Say how many lines in the data hold "crates". Nothing else belongs in the answer.

# TASK DATA:
[Start of Attachment]
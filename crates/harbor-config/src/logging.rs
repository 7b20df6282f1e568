use std::collections::BTreeMap;

use camino::Utf8PathBuf;
use serde::{Deserialize, Serialize};
use strum::{Display, EnumString};

/// Supported logging output formats.
#[derive(
    Debug, Clone, Copy, Default, Deserialize, Serialize, PartialEq, Eq, EnumString, Display,
)]
#[serde(rename_all = "snake_case")]
#[strum(serialize_all = "snake_case", ascii_case_insensitive)]
pub enum LogFormat {
    /// Human-readable single line output.
    #[default]
    Compact,
    /// Structured JSON suitable for ingestion by logging stacks.
    Json,
}

/// Severity threshold for a sink. Variants are ordered from quietest to most
/// verbose.
#[derive(
    Debug,
    Clone,
    Copy,
    Default,
    Deserialize,
    Serialize,
    PartialEq,
    Eq,
    PartialOrd,
    Ord,
    EnumString,
    Display,
)]
#[serde(rename_all = "snake_case")]
#[strum(serialize_all = "snake_case", ascii_case_insensitive)]
pub enum LogLevel {
    /// Nothing is written.
    Off,
    /// Errors only.
    Error,
    /// Errors and warnings.
    Warn,
    /// Operational messages.
    #[default]
    Info,
    /// Diagnostic detail.
    Debug,
    /// Everything.
    Trace,
}

impl LogLevel {
    /// Returns the more verbose of the two levels.
    #[must_use]
    pub fn at_least(self, floor: Self) -> Self {
        self.max(floor)
    }
}

/// Console sink settings.
#[derive(Debug, Clone, PartialEq, Eq)]
pub struct ConsoleSettings {
    /// Whether events are written to stderr.
    pub enabled: bool,
    /// Threshold applied to console output.
    pub level: LogLevel,
}

/// Settings for one named logger.
#[derive(Debug, Clone, PartialEq, Eq)]
pub struct LoggerSettings {
    /// File name, relative to [`LogSettings::dir`].
    pub file: String,
    /// Threshold applied to the logger's file.
    pub level: LogLevel,
}

/// Resolved logging configuration carried by a snapshot.
#[derive(Debug, Clone, PartialEq, Eq)]
pub struct LogSettings {
    /// Directory receiving per-logger files.
    pub dir: Utf8PathBuf,
    /// Line format shared by every sink.
    pub format: LogFormat,
    /// Console sink settings.
    pub console: ConsoleSettings,
    /// Whether per-logger files are written.
    pub file_enabled: bool,
    /// Named loggers, keyed by name.
    pub loggers: BTreeMap<String, LoggerSettings>,
}

impl LogSettings {
    /// Forces console output back on at the quiet level.
    pub(crate) fn quiet(&mut self, level: LogLevel) {
        self.console.enabled = true;
        self.console.level = level;
    }

    /// Raises the console and every logger to at least `floor`.
    pub(crate) fn escalate(&mut self, floor: LogLevel) {
        self.console.level = self.console.level.at_least(floor);
        for logger in self.loggers.values_mut() {
            logger.level = logger.level.at_least(floor);
        }
    }

    /// Path of the file backing `logger`.
    #[must_use]
    pub fn file_path(&self, logger: &LoggerSettings) -> Utf8PathBuf {
        self.dir.join(&logger.file)
    }
}
//! Minimal socket listeners run as supervised workers.
//!
//! Each configured endpoint gets one [`ListenerWorker`]. Sockets are bound
//! before the process detaches so bind failures surface on the terminal;
//! accepted connections are served on their own threads.

mod errors;
mod handler;
mod listener;

pub use self::errors::ListenerError;
pub use self::handler::{ConnectionHandler, ConnectionStream, StatusHandler};
pub use self::listener::{ListenerWorker, SocketListener};

const LISTENER_TARGET: &str = concat!(env!("CARGO_PKG_NAME"), "::listener");
const HTTP_TARGET: &str = concat!(env!("CARGO_PKG_NAME"), "::http");
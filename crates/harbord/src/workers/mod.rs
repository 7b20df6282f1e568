//! Built-in workers started under the supervisor.

mod memstats;

use std::sync::Arc;

use crate::context::RuntimeContext;
use crate::supervisor::Worker;
use crate::transport::{
    ConnectionHandler, ListenerError, ListenerWorker, SocketListener, StatusHandler,
};

pub use self::memstats::{MemorySample, MemstatsWorker};

/// Produces the worker set for one run.
///
/// `prepare` is called before the process detaches, so anything that can fail
/// on the terminal (binding sockets) happens here rather than in the workers.
pub trait WorkerFactory {
    /// Binds resources and returns the workers to start.
    fn prepare(&self, context: &RuntimeContext) -> Result<Vec<Box<dyn Worker>>, ListenerError>;
}

/// One listener per configured endpoint plus the memory reporter.
#[derive(Debug, Default, Clone, Copy)]
pub struct SystemWorkers;

impl WorkerFactory for SystemWorkers {
    fn prepare(&self, context: &RuntimeContext) -> Result<Vec<Box<dyn Worker>>, ListenerError> {
        let generation = context.current();
        let handler: Arc<dyn ConnectionHandler> = Arc::new(StatusHandler::new(context.clone()));
        let mut workers: Vec<Box<dyn Worker>> = Vec::new();
        for endpoint in &generation.config().servers {
            let listener = SocketListener::bind(endpoint)?;
            workers.push(Box::new(ListenerWorker::new(listener, Arc::clone(&handler))));
        }
        workers.push(Box::new(MemstatsWorker::new()));
        Ok(workers)
    }
}

#[cfg(test)]
mod tests {
    use std::sync::Arc;

    use camino::Utf8PathBuf;
    use harbor_config::ServerEndpoint;
    use rstest::rstest;

    use super::*;
    use crate::telemetry::LogSinkSet;
    use crate::tests::support::quiet_config;

    #[rstest]
    fn prepares_a_listener_per_server_and_memstats() {
        let dir = tempfile::tempdir().expect("temp dir");
        let socket =
            Utf8PathBuf::from_path_buf(dir.path().join("harbord.sock")).expect("utf8 path");
        let mut config = quiet_config();
        config.servers = vec![
            ServerEndpoint::inet("127.0.0.1", 0),
            ServerEndpoint::unix(socket.clone()),
        ];
        let sinks = LogSinkSet::open(&config).expect("sinks");
        let context = RuntimeContext::new(Arc::new(config), Arc::new(sinks));

        let workers = SystemWorkers.prepare(&context).expect("prepare workers");

        let names: Vec<&str> = workers.iter().map(|worker| worker.name()).collect();
        assert_eq!(
            names,
            [
                "listener tcp://127.0.0.1:0".to_owned(),
                format!("listener unix://{socket}"),
                "memstats".to_owned(),
            ]
        );
        assert!(socket.exists(), "unix socket bound during prepare");
        drop(workers);
        assert!(!socket.exists());
    }

    #[rstest]
    fn bind_failure_aborts_prepare() {
        let dir = tempfile::tempdir().expect("temp dir");
        let path = Utf8PathBuf::from_path_buf(dir.path().join("plain")).expect("utf8 path");
        std::fs::write(&path, "x").expect("write file");
        let mut config = quiet_config();
        config.servers = vec![ServerEndpoint::unix(path)];
        let sinks = LogSinkSet::open(&config).expect("sinks");
        let context = RuntimeContext::new(Arc::new(config), Arc::new(sinks));

        let error = SystemWorkers
            .prepare(&context)
            .err()
            .expect("bind should fail");
        assert!(matches!(error, ListenerError::UnixNotSocket { .. }));
    }
}
//! Octal permission values as written in configuration files.
//!
//! YAML loaders disagree on whether `0644` is octal, so strings are always
//! read as octal (`"0644"`, `"0o644"`, `"644"`) while integers are taken as
//! literal mode bits.

use serde::Deserialize;

#[derive(Debug, Clone, Deserialize)]
#[serde(untagged)]
pub(crate) enum RawMode {
    Bits(u32),
    Octal(String),
}

impl RawMode {
    pub(crate) fn resolve(&self) -> Result<u32, String> {
        match self {
            Self::Bits(bits) => Ok(*bits),
            Self::Octal(text) => parse_octal(text),
        }
    }
}

pub(crate) fn parse_octal(text: &str) -> Result<u32, String> {
    let trimmed = text.trim();
    let digits = trimmed
        .strip_prefix("0o")
        .or_else(|| trimmed.strip_prefix("0O"))
        .unwrap_or(trimmed);
    if digits.is_empty() {
        return Err(format!("'{text}' is not an octal mode"));
    }
    u32::from_str_radix(digits, 8).map_err(|_| format!("'{text}' is not an octal mode"))
}

/// Formats mode bits the way operators write them (`0644`).
pub(crate) fn format_octal(bits: u32) -> String {
    format!("0{bits:03o}")
}
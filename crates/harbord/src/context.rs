//! Process-wide holder of the active configuration and log sinks.
//!
//! The pair lives in a single [`Generation`] behind an [`ArcSwap`], so a
//! reader either sees the old pair or the new one and never a mix. Retired
//! generations are handed back to the writer for disposal.

use std::sync::Arc;

use arc_swap::ArcSwap;
use harbor_config::Config;

use crate::telemetry::LogSinkSet;

/// One installed (configuration, sink set) pair.
#[derive(Debug)]
pub struct Generation {
    number: u64,
    config: Arc<Config>,
    sinks: Arc<LogSinkSet>,
}

impl Generation {
    /// Monotonic counter, starting at zero for the initial pair.
    #[must_use]
    pub const fn number(&self) -> u64 {
        self.number
    }

    /// Configuration snapshot of this generation.
    #[must_use]
    pub const fn config(&self) -> &Arc<Config> {
        &self.config
    }

    /// Log sinks of this generation.
    #[must_use]
    pub const fn sinks(&self) -> &Arc<LogSinkSet> {
        &self.sinks
    }
}

/// Cloneable handle to the shared generation cell.
#[derive(Debug, Clone)]
pub struct RuntimeContext {
    cell: Arc<ArcSwap<Generation>>,
}

impl RuntimeContext {
    /// Creates the context with its initial pair.
    #[must_use]
    pub fn new(config: Arc<Config>, sinks: Arc<LogSinkSet>) -> Self {
        let initial = Generation {
            number: 0,
            config,
            sinks,
        };
        Self {
            cell: Arc::new(ArcSwap::from_pointee(initial)),
        }
    }

    /// Returns the active pair without blocking writers.
    #[must_use]
    pub fn current(&self) -> Arc<Generation> {
        self.cell.load_full()
    }

    /// Installs a new pair and returns the one it replaced.
    pub fn replace(&self, config: Arc<Config>, sinks: Arc<LogSinkSet>) -> Arc<Generation> {
        self.cell.rcu(|current| Generation {
            number: current.number + 1,
            config: Arc::clone(&config),
            sinks: Arc::clone(&sinks),
        })
    }

    /// Installs new sinks next to the active configuration.
    pub fn replace_sinks(&self, sinks: Arc<LogSinkSet>) -> Arc<Generation> {
        self.cell.rcu(|current| Generation {
            number: current.number + 1,
            config: Arc::clone(&current.config),
            sinks: Arc::clone(&sinks),
        })
    }
}
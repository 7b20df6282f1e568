//! Errors raised while detaching and managing the pidfile.

use std::io;

use camino::Utf8PathBuf;
use nix::errno::Errno;
use thiserror::Error;

/// Errors surfaced by the daemonizer and the pidfile guard.
#[derive(Debug, Error)]
pub enum DaemonError {
    /// The pidfile names a process that is still alive.
    #[error("pidfile '{path}' belongs to running process {pid}")]
    PidfileBusy {
        /// Pidfile path.
        path: Utf8PathBuf,
        /// Live process recorded in the file.
        pid: u32,
    },
    /// Reading, writing or removing a runtime file failed.
    #[error("failed to update '{path}': {source}")]
    Io {
        /// Affected path.
        path: Utf8PathBuf,
        /// Underlying IO error.
        #[source]
        source: io::Error,
    },
    /// Probing a recorded pid failed for a reason other than absence.
    #[error("failed to check existing process {pid}: {source}")]
    CheckProcess {
        /// Pid found in the file.
        pid: u32,
        /// Underlying OS error.
        #[source]
        source: Errno,
    },
    /// System-level daemonisation failed.
    #[error("failed to daemonise: {0}")]
    System(#[from] daemonize_me::DaemonError),
    /// The process already detached once.
    #[error("process is already detached")]
    AlreadyDetached,
}
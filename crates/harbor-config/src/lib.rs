//! Configuration snapshots for the harbor server.
//!
//! A snapshot is produced by [`build`] from three layers applied in a fixed
//! order: the YAML file, built-in [`Defaults`], and [`CliOverrides`]. The
//! result is validated and never mutated afterwards; the daemon shares it as
//! `Arc<Config>` and replaces it wholesale on reload.

use std::time::Duration;

use camino::Utf8PathBuf;

mod builder;
mod defaults;
mod dump;
mod error;
mod file;
mod logging;
mod mode;
mod overrides;
mod socket;

pub use builder::build;
pub use defaults::{
    DEFAULT_CONFIG_PATH, DEFAULT_INET_HOST, DEFAULT_INET_PORT, DEFAULT_LOG_DIR, DEFAULT_LOGGERS,
    DEFAULT_MEMSTATS_PERIOD, DEFAULT_PIDFILE, DEFAULT_PIDFILE_MODE, DEFAULT_UNIX_ADDR,
    DEFAULT_WORKERS_DONE, Defaults, MAX_INTERVAL, QUIET_LEVEL,
};
pub use error::ConfigError;
pub use logging::{ConsoleSettings, LogFormat, LogLevel, LogSettings, LoggerSettings};
pub use overrides::{CliOverrides, ConfigSource, Verbosity};
pub use socket::{ServerEndpoint, SocketPreparationError};

/// Immutable configuration snapshot.
#[derive(Debug, Clone, PartialEq, Eq)]
pub struct Config {
    /// Whether the process detaches from its terminal on start.
    pub daemonize: bool,
    /// Settings applied while detaching.
    pub daemon: DaemonSettings,
    /// Listener endpoints, one worker each.
    pub servers: Vec<ServerEndpoint>,
    /// Shutdown timeouts.
    pub timeout: Timeouts,
    /// Periodic task intervals.
    pub period: Periods,
    /// Log sink configuration.
    pub log: LogSettings,
}

impl Config {
    /// Grace period granted to workers once shutdown begins.
    #[must_use]
    pub fn grace_period(&self) -> Duration {
        self.timeout.workers_done
    }
}

/// Settings used by the daemonizer.
#[derive(Debug, Clone, PartialEq, Eq)]
pub struct DaemonSettings {
    /// Pidfile path.
    pub pidfile: Utf8PathBuf,
    /// Pidfile permission bits.
    pub pidfile_mode: u32,
    /// Working directory after detaching; `None` keeps the current one.
    pub workdir: Option<Utf8PathBuf>,
    /// File creation mask after detaching.
    pub umask: u32,
}

/// Shutdown timeouts.
#[derive(Debug, Clone, Copy, PartialEq, Eq)]
pub struct Timeouts {
    /// Time workers get to stop before the process exits anyway.
    pub workers_done: Duration,
}

/// Periodic task intervals.
#[derive(Debug, Clone, Copy, PartialEq, Eq)]
pub struct Periods {
    /// Interval between memory statistics reports.
    pub memstats: Duration,
}
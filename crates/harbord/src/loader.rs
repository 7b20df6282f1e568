//! Configuration loading seam shared by startup and reload.

use harbor_config::{CliOverrides, Config, ConfigError, ConfigSource, Defaults, build};

/// Trait abstracting configuration loading for testability.
pub trait ConfigLoader: Send + Sync {
    /// Builds a fresh snapshot.
    fn load(&self) -> Result<Config, ConfigError>;
}

/// Loader that rebuilds from the file with the startup CLI overrides.
///
/// Reloads re-read the same file and re-apply the same overrides, so a flag
/// given at startup keeps winning over later file edits.
#[derive(Debug, Clone)]
pub struct SystemConfigLoader {
    source: ConfigSource,
    overrides: CliOverrides,
    defaults: Defaults,
}

impl SystemConfigLoader {
    /// Creates a loader for `source` with the given overrides and defaults.
    #[must_use]
    pub fn new(source: ConfigSource, overrides: CliOverrides, defaults: Defaults) -> Self {
        Self {
            source,
            overrides,
            defaults,
        }
    }
}

impl ConfigLoader for SystemConfigLoader {
    fn load(&self) -> Result<Config, ConfigError> {
        build(&self.source, &self.overrides, &self.defaults)
    }
}
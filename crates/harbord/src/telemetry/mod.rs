//! Structured telemetry routed through the runtime context.
//!
//! One global subscriber is installed per process. It never captures sink
//! handles itself: every event resolves the active [`LogSinkSet`] through the
//! [`RuntimeContext`], so rotation and reload only have to swap the context.

mod sinks;
mod writer;

use std::io;

use camino::Utf8PathBuf;
use harbor_config::{Config, LogFormat};
use once_cell::sync::OnceCell;
use thiserror::Error;
use tracing::level_filters::LevelFilter;
use tracing::subscriber::SetGlobalDefaultError;
use tracing::warn;
use tracing_subscriber::fmt::time::UtcTime;
use tracing_subscriber::layer::SubscriberExt;
use tracing_subscriber::{Registry, fmt, reload};

pub use self::sinks::LogSinkSet;
use self::writer::SinkWriter;
use crate::context::RuntimeContext;

/// Prefix shared by every target this crate logs under.
pub(crate) const TARGET_PREFIX: &str = concat!(env!("CARGO_PKG_NAME"), "::");
pub(crate) const TELEMETRY_TARGET: &str = concat!(env!("CARGO_PKG_NAME"), "::telemetry");

static TELEMETRY: OnceCell<TelemetryHandle> = OnceCell::new();

/// Errors encountered while configuring telemetry.
#[derive(Debug, Error)]
pub enum TelemetryError {
    /// The log directory could not be created.
    #[error("failed to create log directory '{path}': {source}")]
    CreateDir {
        /// Directory path.
        path: Utf8PathBuf,
        /// Underlying IO error.
        #[source]
        source: io::Error,
    },
    /// A log file could not be opened.
    #[error("failed to open log file '{path}': {source}")]
    OpenFile {
        /// File path.
        path: Utf8PathBuf,
        /// Underlying IO error.
        #[source]
        source: io::Error,
    },
    /// Failed to install the tracing subscriber.
    #[error("failed to install telemetry subscriber: {0}")]
    Subscriber(#[source] SetGlobalDefaultError),
}

/// Builds sink sets and installs the subscriber that writes to them.
pub trait SinkFactory: Send + Sync {
    /// Opens the sinks described by `config`.
    fn open(&self, config: &Config) -> Result<LogSinkSet, TelemetryError>;

    /// Routes process telemetry through `context`.
    fn install(&self, context: &RuntimeContext) -> Result<TelemetryHandle, TelemetryError>;
}

/// Factory that opens real files and installs the global subscriber.
#[derive(Debug, Default, Clone, Copy)]
pub struct SystemSinkFactory;

impl SinkFactory for SystemSinkFactory {
    fn open(&self, config: &Config) -> Result<LogSinkSet, TelemetryError> {
        LogSinkSet::open(config)
    }

    fn install(&self, context: &RuntimeContext) -> Result<TelemetryHandle, TelemetryError> {
        install(context)
    }
}

/// Handle that keeps the subscriber's level ceiling in step with the sinks.
#[derive(Debug, Clone, Default)]
pub struct TelemetryHandle {
    ceiling: Option<reload::Handle<LevelFilter, Registry>>,
}

impl TelemetryHandle {
    /// Handle with no subscriber behind it.
    #[must_use]
    pub fn detached() -> Self {
        Self::default()
    }

    /// Lets through exactly the levels some sink in `sinks` accepts.
    pub fn refresh(&self, sinks: &LogSinkSet) {
        let Some(ceiling) = &self.ceiling else {
            return;
        };
        let level = sinks.max_level();
        if let Err(error) = ceiling.modify(|filter| *filter = level) {
            warn!(
                target: TELEMETRY_TARGET,
                error = %error,
                "failed to update telemetry level ceiling"
            );
        }
    }
}

/// Installs the global subscriber when invoked for the first time.
///
/// Repeated calls return the handle from the first installation; the
/// subscriber keeps reading from the context it was installed with.
pub fn install(context: &RuntimeContext) -> Result<TelemetryHandle, TelemetryError> {
    TELEMETRY
        .get_or_try_init(|| install_subscriber(context))
        .cloned()
}

fn install_subscriber(context: &RuntimeContext) -> Result<TelemetryHandle, TelemetryError> {
    let initial = context.current().sinks().max_level();
    let (ceiling, handle) = reload::Layer::new(initial);

    let subscriber = tracing_subscriber::registry()
        .with(ceiling)
        .with(
            fmt::layer()
                .compact()
                .with_target(true)
                .with_thread_names(false)
                // Files and terminals share one formatter, so colour stays off.
                .with_ansi(false)
                .with_timer(UtcTime::rfc_3339())
                .with_writer(SinkWriter::new(context.clone(), LogFormat::Compact)),
        )
        .with(
            fmt::layer()
                .json()
                .flatten_event(true)
                .with_timer(UtcTime::rfc_3339())
                .with_writer(SinkWriter::new(context.clone(), LogFormat::Json)),
        );

    tracing::subscriber::set_global_default(subscriber).map_err(TelemetryError::Subscriber)?;
    Ok(TelemetryHandle {
        ceiling: Some(handle),
    })
}
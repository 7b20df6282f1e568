//! `MakeWriter` that resolves the active sink set per event.

use std::io;
use std::sync::Arc;

use harbor_config::LogFormat;
use tracing::Metadata;
use tracing_subscriber::fmt::MakeWriter;

use super::sinks::{LogSinkSet, Route};
use crate::context::RuntimeContext;

/// Writer factory for one fmt layer.
///
/// Each layer renders a single format; the writer stays silent when the
/// active generation is configured for the other one.
#[derive(Debug, Clone)]
pub(crate) struct SinkWriter {
    context: RuntimeContext,
    format: LogFormat,
}

impl SinkWriter {
    pub(crate) fn new(context: RuntimeContext, format: LogFormat) -> Self {
        Self { context, format }
    }
}

/// Writer bound to one event. Holds the sink set until the event is written.
#[derive(Debug, Default)]
pub(crate) struct EventWriter {
    sinks: Option<Arc<LogSinkSet>>,
    route: Route,
}

impl<'a> MakeWriter<'a> for SinkWriter {
    type Writer = EventWriter;

    fn make_writer(&'a self) -> Self::Writer {
        EventWriter::default()
    }

    fn make_writer_for(&'a self, meta: &Metadata<'_>) -> Self::Writer {
        let generation = self.context.current();
        let sinks = generation.sinks();
        if sinks.format() != self.format {
            return EventWriter::default();
        }
        let route = sinks.route(meta.target(), meta.level());
        if route.is_empty() {
            return EventWriter::default();
        }
        EventWriter {
            sinks: Some(Arc::clone(sinks)),
            route,
        }
    }
}

impl io::Write for EventWriter {
    fn write(&mut self, buf: &[u8]) -> io::Result<usize> {
        if let Some(sinks) = &self.sinks {
            sinks.write(&self.route, buf)?;
        }
        Ok(buf.len())
    }

    fn flush(&mut self) -> io::Result<()> {
        Ok(())
    }
}
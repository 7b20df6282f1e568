//! Build script: stamp the build date reported by `harbord version`.

use std::env;

use time::OffsetDateTime;
use time::format_description::well_known::Iso8601;

const FALLBACK_DATE: &str = "1970-01-01";

/// Honours `SOURCE_DATE_EPOCH` for reproducible builds, else uses today.
fn build_date() -> String {
    let timestamp = match env::var("SOURCE_DATE_EPOCH") {
        Ok(raw) => match raw.parse::<i64>().ok().and_then(|secs| {
            OffsetDateTime::from_unix_timestamp(secs).ok()
        }) {
            Some(timestamp) => timestamp,
            None => {
                println!(
                    "cargo:warning=Invalid SOURCE_DATE_EPOCH '{raw}'; expected integer seconds \
                     since Unix epoch; falling back to {FALLBACK_DATE}"
                );
                return FALLBACK_DATE.into();
            }
        },
        Err(_) => OffsetDateTime::now_utc(),
    };

    timestamp
        .format(&Iso8601::DATE)
        .unwrap_or_else(|_| FALLBACK_DATE.into())
}

fn main() {
    println!("cargo:rerun-if-env-changed=SOURCE_DATE_EPOCH");
    println!("cargo:rustc-env=HARBORD_BUILD_DATE={}", build_date());
}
[End of Attachment]
# REPLY:
6